Anyway, here’s what I wrote:

Now that that’s* out of the way, I don’t think they’re bigots for believing, in good faith, that homosexuality is a sin. I think they’re bigots for actively fighting against marriage equality and for denying LGBT people the use of their facility.

I think that even if you are fully convinced that homosexuality is a sin, it’s still wrong (and unChristian) to try to continue denying gay people equality under the law. It means real tangible harm and cruelty, like not letting people visit their sick or dying partner in the hospital, or taking kids away from people who’ve raised them. This happens even when the couples in question have seen a lawyer and spent the tons of time and money to get the legal documents that were supposed to be “just as good” as legal marriage. It also means letting kids languish in foster care or group situations when there are adoptive parents who would give them a loving home, but happen to be gay.

The second reason I’m in favor of SSM is that America is not and was never meant to be a theocracy. I also don’t see anything in the Bible to suggest that it’s the job of American Christians to try to make it one. This isn’t Old Testament Israel, where our nation’s laws came straight from God, and nowhere in the New Testament do I find a word about how we’re supposed to force our non-Christian neighbors to live by our beliefs. There’s a lot of turning the other cheek and shaking the dust off your feet and showing love.

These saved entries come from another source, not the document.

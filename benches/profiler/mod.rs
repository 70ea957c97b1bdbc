// SPDX-FileCopyrightText: 2026 Bruno Meilick
// SPDX-License-Identifier: LicenseRef-Triton-FreeUse-NoCopy-NoDerivatives
//
// All rights reserved.
//
// This file is part of Triton and is proprietary software.
// Unauthorized copying, modification, or distribution is prohibited.

use std::str::FromStr;
use std::time::Duration;

use criterion::Criterion;

use pprof::criterion::{Output, PProfProfiler};

fn env_or<T: FromStr>(name: &str, default: T) -> T {
    std::env::var(name)
        .ok()
        .and_then(|raw| raw.trim().parse::<T>().ok())
        .unwrap_or(default)
}

pub fn criterion() -> Criterion {
    let frequency = env_or("PROFILE_FREQ", 100i32).clamp(1, 1000);
    let sample_size = env_or("BENCH_SAMPLE_SIZE", 60usize).clamp(10, 200);
    let measurement_secs = env_or("BENCH_MEASUREMENT_SECS", 5u64).clamp(1, 120);

    Criterion::default()
        .sample_size(sample_size)
        .measurement_time(Duration::from_secs(measurement_secs))
        .with_profiler(PProfProfiler::new(frequency, Output::Flamegraph(None)))
}
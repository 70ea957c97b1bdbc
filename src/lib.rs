// SPDX-FileCopyrightText: 2026 Bruno Meilick
// SPDX-License-Identifier: LicenseRef-Triton-FreeUse-NoCopy-NoDerivatives
//
// All rights reserved.
//
// This file is part of Triton and is proprietary software.
// Unauthorized copying, modification, or distribution is prohibited.

//! Triton — keyboard navigation and stack labeling for block editors.
//!
//! Stacks of blocks get stable letter names (`A`, `B`, ..) and per-chain
//! numbers (`A1`, `A2`, ..); everything is reachable from the keyboard:
//! directional navigation, `A2`-style lookup, a toolbox, note/tag editing
//! and two-step connection making.

pub mod label;
pub mod model;
pub mod ops;
pub mod query;
pub mod render;
pub mod session;
pub mod tui;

And if America wasn’t meant to be a theocracy in 1776, when it was inhabited mostly by Christians and a handful of Jews, how much more wrong would it be to make it a theocracy now when it’s a country of people of every religion and no religion. We’ve been effectively a theocracy in a lot of ways because of a Christian majority and because of some deep-seated prejudices toward people who aren’t Christian, but that’s changing. As a Christian, it makes me happy, not sad, to see that change, because I believe that matters of faith are between an individual and God, not something to be shoved down their throat by whatever majority happens to have power.

I also find it telling which beliefs we feel we have the right, even the imperative, to make others live by. Tons of marriages happen every day that many Christians would define as not Biblical for one reason or another. But we’re not rushing to invalidate the marriages of the divorcees, or the people marrying outside their faith, or the people who have had premarital sex with someone other than the person they’re marrying. Heck, if we want to give all of Paul’s directives about marriage legal force, my marriage to [my husband]** should be just as illegal as the marriage of any two men or two women, because it’s an egalitarian one–I promised to love and honor, but not obey. And on the flip side, there are plenty of Christian denominations that have no problem with same-sex marriage. Even if we were to be a Christian theocracy, whose brand of Christianity gets to be in charge?

Finally, I never said that Chik-Fil-A deserves to go bankrupt and frankly***, if the few bucks I might spend on fast food is going to do in my local chain, they’ve got bigger problems. But I don’t think I’m somehow obligated to have my money go toward things I think are wrong. If it’s okay for Christians who are against homosexuality to boycott Disney for having gay pride days, how is it not okay for me to do the same based on my deeply held beliefs?

I *like* the fact that Chik-Fil-A is closed on Sundays. I like the fact that a lot of the restaurants play Christian music. I would love to be able to support them, but this is an issue that’s important enough to me that I would not feel right eating there.

*”That” was telling him that I didn’t appreciate his sarcasm or condescension. Just because I’m trying to have a better conversation doesn’t mean I won’t tell the other person when they need to knock off the rudeness.

** Hubby’s full name redacted, since this is a public blog and not my “some vague semblance of privacy” Facebook page, where everything I posted is limited to my two-hundred-and-ninety-something “friends”

**He said, among other things, that I was arguing that Chik-Fil-A’s owners are horrible people and deserve to go bankrupt for “acting on what [they] know to be true.”

All things bright and beautiful

I just got back from an amazing week in England. We saw a lot of the typical tourist things, the Tower of London, Stratford, Bath, and it was fantastic. So many beautiful buildings, so much history.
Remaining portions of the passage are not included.